Ornamental Plaster Sculpting, Mural Painting, Faux Finishing, and Imaginative Interior Design.

Ornamental Plaster Sculpting, Mural Painting, Faux Finishing, and Imaginative Interior Design.
CLICK ON THE RABBIT ( yes, those are cabinets) TO SEE MY PORTFOLIO, AND LEARN MORE ABOUT MY SERVICES...theartofthehome.com

Friday, September 23, 2011

Just the Right White

This week, one of my clients asked me to paint an old vanity "white" for her.  Have you looked at the selection of whites on the deck of paint chips at your local paint store?  You have about a hundred options from which to make your selection, but wait, that's not all!  Did you want an antiqued white finish?  There are about a dozen more options for applying your chosen white that will give it varying degrees of age and wear.  Here are three of my most popular "Antiqued white" finishes:

"Cottage White Distressed"  This is the one for when you want it to look like Grandma painted this fifty years ago, and it's been banged around mercilessly since then.  I do my distressing while the paint is still just barely wet, rather than sanding back after it dries.  For this finish, I don't use a bonding primer, so it's important to use a self-priming paint that is compatible with any varnish or poly that is on the piece, then as long as adhesion is reasonably good, you're fine.  The charm of the look is in the chips, after all.  I like Benjamin Moore's Super Spec D.T.M. for this.

"Aged Elegance"  This is white with an umber overglaze.  This is what I do for a client that wants it to look like a well cared-for piece that is yellowing with age.  Sometimes, I wipe back so much of the umber that you don't really even know it's there, unless you compare it to an unglazed piece.  It just mellows the paint a bit.  For this, I use a bonding primer (Zinsser shellac based is reliable, and they have a new one out that I'm trying out that is waterborne, but behaves the same for stain blocking, they say...I'll let you know).  I follow the bonding primer with two coats of Benjamin Moore Satin Impervo, waterborne (love, love, love this enamel!!!), then a glaze made from D.T.M. base for darkest colors, with some umber tint mixed in, thinned just a bit with water.  Using paint base rather than a glaze product feels a little more reliable on the bonding.  I don't want the glaze to come off when a client washes their cabinet doors!
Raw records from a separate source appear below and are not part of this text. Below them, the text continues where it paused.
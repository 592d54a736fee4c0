//! Detector configuration file (`voxdetect.json`) parsing.

use std::path::{Path, PathBuf};

use anyhow::{Context, Result};
use serde::{Deserialize, Serialize};

use crate::constants::{DEFAULT_N_MFCC, MEL_BINS, SAMPLE_RATE_HZ};
use crate::explainer::ExplainerThresholds;

pub const DEFAULT_MODEL_PATH: &str = "models/voice_classifier.safetensors";

#[derive(Debug, Clone, PartialEq, Serialize, Deserialize)]
#[serde(default)]
pub struct DetectorConfig {
    pub sample_rate_hz: u32,
    pub n_mfcc: usize,
    pub model_path: PathBuf,
    /// Decoded audio beyond this many seconds is dropped. Unset means no cap.
    pub max_duration_secs: Option<f32>,
    pub explainer: ExplainerThresholds,
}

impl Default for DetectorConfig {
    fn default() -> Self {
        Self {
            sample_rate_hz: SAMPLE_RATE_HZ,
            n_mfcc: DEFAULT_N_MFCC,
            model_path: PathBuf::from(DEFAULT_MODEL_PATH),
            max_duration_secs: None,
            explainer: ExplainerThresholds::default(),
        }
    }
}

impl DetectorConfig {
    pub fn from_json_str(json: &str) -> Result<Self> {
        let cfg: Self = serde_json::from_str(json).context("parse detector config")?;
        cfg.validate()?;
        Ok(cfg)
    }

    pub fn from_path(path: impl AsRef<Path>) -> Result<Self> {
        let path_ref = path.as_ref();
        let json = std::fs::read_to_string(path_ref)
            .with_context(|| format!("read {}", path_ref.display()))?;
        Self::from_json_str(&json)
    }

    pub fn validate(&self) -> Result<()> {
        anyhow::ensure!(
            self.sample_rate_hz == SAMPLE_RATE_HZ,
            "sample_rate_hz must be {SAMPLE_RATE_HZ}, feature windows are derived from it"
        );
        anyhow::ensure!(
            (1..=MEL_BINS).contains(&self.n_mfcc),
            "n_mfcc must be in 1..={MEL_BINS}"
        );
        if let Some(secs) = self.max_duration_secs {
            anyhow::ensure!(
                secs.is_finite() && secs > 0.0,
                "max_duration_secs must be > 0"
            );
        }
        let t = &self.explainer;
        anyhow::ensure!(
            t.pitch_std_ai_below <= t.pitch_std_human_above,
            "explainer pitch thresholds overlap"
        );
        anyhow::ensure!(
            t.tempo_ai_below <= t.tempo_human_above,
            "explainer tempo thresholds overlap"
        );
        Ok(())
    }
}
//! Safetensors-backed classifier weight storage.
//!
//! Artifacts use PyTorch state-dict naming (`conv1.weight`, `bn1.running_var`, ...)
//! and carry training metadata (`epoch`, `loss`) in the safetensors header.

use std::borrow::Cow;
use std::collections::HashMap;
use std::path::Path;

use memmap2::MmapOptions;
use safetensors::tensor::{Dtype, SafeTensorError, View, serialize_to_file};
use thiserror::Error;

#[derive(Debug, Clone)]
pub struct TensorF32 {
    pub shape: Vec<usize>,
    pub data: Vec<f32>,
}

impl View for &TensorF32 {
    fn dtype(&self) -> Dtype {
        Dtype::F32
    }

    fn shape(&self) -> &[usize] {
        &self.shape
    }

    fn data(&self) -> Cow<'_, [u8]> {
        let mut bytes = Vec::with_capacity(self.data.len() * 4);
        for v in &self.data {
            bytes.extend_from_slice(&v.to_le_bytes());
        }
        Cow::Owned(bytes)
    }

    fn data_len(&self) -> usize {
        self.data.len() * 4
    }
}

/// Training provenance recorded alongside the tensors.
#[derive(Debug, Clone, Copy, PartialEq, Default)]
pub struct TrainingMetadata {
    pub epoch: Option<u32>,
    pub loss: Option<f32>,
}

impl TrainingMetadata {
    fn from_header(map: Option<&HashMap<String, String>>) -> Self {
        let Some(map) = map else {
            return Self::default();
        };
        Self {
            epoch: map.get("epoch").and_then(|v| v.trim().parse().ok()),
            loss: map.get("loss").and_then(|v| v.trim().parse().ok()),
        }
    }

    fn to_header(self) -> Option<HashMap<String, String>> {
        let mut map = HashMap::new();
        if let Some(epoch) = self.epoch {
            map.insert("epoch".to_string(), epoch.to_string());
        }
        if let Some(loss) = self.loss {
            map.insert("loss".to_string(), loss.to_string());
        }
        (!map.is_empty()).then_some(map)
    }
}

#[derive(Debug)]
pub struct WeightStore {
    mmap: memmap2::Mmap,
}

#[derive(Debug, Error)]
pub enum WeightError {
    #[error("io error: {0}")]
    Io(#[from] std::io::Error),
    #[error("safetensors error: {0}")]
    SafeTensors(#[from] SafeTensorError),
    #[error("unsupported dtype for {name}: {dtype:?}")]
    UnsupportedDtype { name: String, dtype: Dtype },
    #[error("invalid tensor byte length for {name}: got {bytes}, expected multiple of {elem_size}")]
    InvalidByteLen {
        name: String,
        bytes: usize,
        elem_size: usize,
    },
    #[error("tensor {name} has shape {got:?}, expected {expected:?}")]
    ShapeMismatch {
        name: String,
        expected: Vec<usize>,
        got: Vec<usize>,
    },
}

impl WeightStore {
    pub fn open(path: impl AsRef<Path>) -> Result<Self, WeightError> {
        let file = std::fs::File::open(path)?;
        // SAFETY: read-only file mapping for immutable tensor access.
        let mmap = unsafe { MmapOptions::new().map(&file)? };
        // Reject non-safetensors files up front rather than on first tensor access.
        safetensors::SafeTensors::read_metadata(&mmap)?;
        Ok(Self { mmap })
    }

    pub fn names(&self) -> Result<Vec<String>, WeightError> {
        let st = safetensors::SafeTensors::deserialize(&self.mmap)?;
        let mut names: Vec<String> = st.iter().map(|(name, _)| name.to_string()).collect();
        names.sort();
        Ok(names)
    }

    pub fn metadata(&self) -> Result<TrainingMetadata, WeightError> {
        let (_, meta) = safetensors::SafeTensors::read_metadata(&self.mmap)?;
        Ok(TrainingMetadata::from_header(meta.metadata().as_ref()))
    }

    pub fn tensor_f32(&self, name: &str) -> Result<TensorF32, WeightError> {
        let st = safetensors::SafeTensors::deserialize(&self.mmap)?;
        let tv = st.tensor(name)?;
        let dtype = tv.dtype();
        let shape = tv.shape().to_vec();
        let raw = tv.data();

        let data = match dtype {
            Dtype::F32 => {
                if raw.len() % 4 != 0 {
                    return Err(WeightError::InvalidByteLen {
                        name: name.to_string(),
                        bytes: raw.len(),
                        elem_size: 4,
                    });
                }
                raw.chunks_exact(4)
                    .map(|c| f32::from_le_bytes([c[0], c[1], c[2], c[3]]))
                    .collect()
            }
            Dtype::BF16 => {
                if raw.len() % 2 != 0 {
                    return Err(WeightError::InvalidByteLen {
                        name: name.to_string(),
                        bytes: raw.len(),
                        elem_size: 2,
                    });
                }
                raw.chunks_exact(2)
                    .map(|c| {
                        let bits = u16::from_le_bytes([c[0], c[1]]) as u32;
                        f32::from_bits(bits << 16)
                    })
                    .collect()
            }
            other => {
                return Err(WeightError::UnsupportedDtype {
                    name: name.to_string(),
                    dtype: other,
                });
            }
        };

        Ok(TensorF32 { shape, data })
    }

    /// Load a tensor and require an exact shape.
    pub fn tensor_f32_shaped(&self, name: &str, expected: &[usize]) -> Result<Vec<f32>, WeightError> {
        let t = self.tensor_f32(name)?;
        if t.shape != expected {
            return Err(WeightError::ShapeMismatch {
                name: name.to_string(),
                expected: expected.to_vec(),
                got: t.shape,
            });
        }
        Ok(t.data)
    }
}

/// Write named f32 tensors plus training metadata as a safetensors file.
pub fn save_f32_tensors(
    path: impl AsRef<Path>,
    tensors: &[(String, TensorF32)],
    meta: TrainingMetadata,
) -> Result<(), WeightError> {
    let views = tensors.iter().map(|(name, t)| (name.as_str(), t));
    serialize_to_file(views, &meta.to_header(), path.as_ref())?;
    Ok(())
}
I call this a "MacKenzie Finish", as it was originally designed to match the streaky white in original MacKenzie-Childs pottery.  The effect is like tannin bleed through old white paint.  It's great for when you need to use a bonding primer, but you want it to seem the wood grain is showing through.  I use the BM Satin Impervo, in Linen White, custom tinted umber, and some of the white tinted with yellow ochre.  I brush on the white, then brush the other two colors into it while it's still wet, blending as I go.  The trick is to have a feel for where the color would be on a real aged piece.
  Here are the three closer:
"Cottage White Distressed"

"Aged Elegance"

"MacKenzie Finish", lightly distressed.

Of course, white is not the only color to paint cabinets and furniture.  I"m doing a black rub over walnut stain on another piece for the same customer, and below are a couple of popular choices:
"Ember Rub" is a black rub over a red oxide base, with a lot of the red showing.  I literally hand rub most of my finishes, while the paint is wet to barely dry.  Very bad for manicures, very good for "Wow" factor.

Black rub over gold gives you the elegance of gold, toned down for slightly more casual lifestyles.  I use Modern Masters Metallics.

Of course, an umber glaze will gently age any color.  This soft green is a Benjamin Moore color, I think Nantucket Green (maybe Nantucket Gray?), but don't hold me to that!  I crafted the bee detail especially for this client.
 I should mention at this point that, no, I do not get a kickback from Benjamin Moore, though if anyone from their company reads this, I wouldn't turn down your advertising dollars!  I have had consistent results with this brand, which I can't say of some of the other premium brands.  I do also use two Midwest brands, Hirshfields and Diamond Vogel, though not for cabinets and furniture.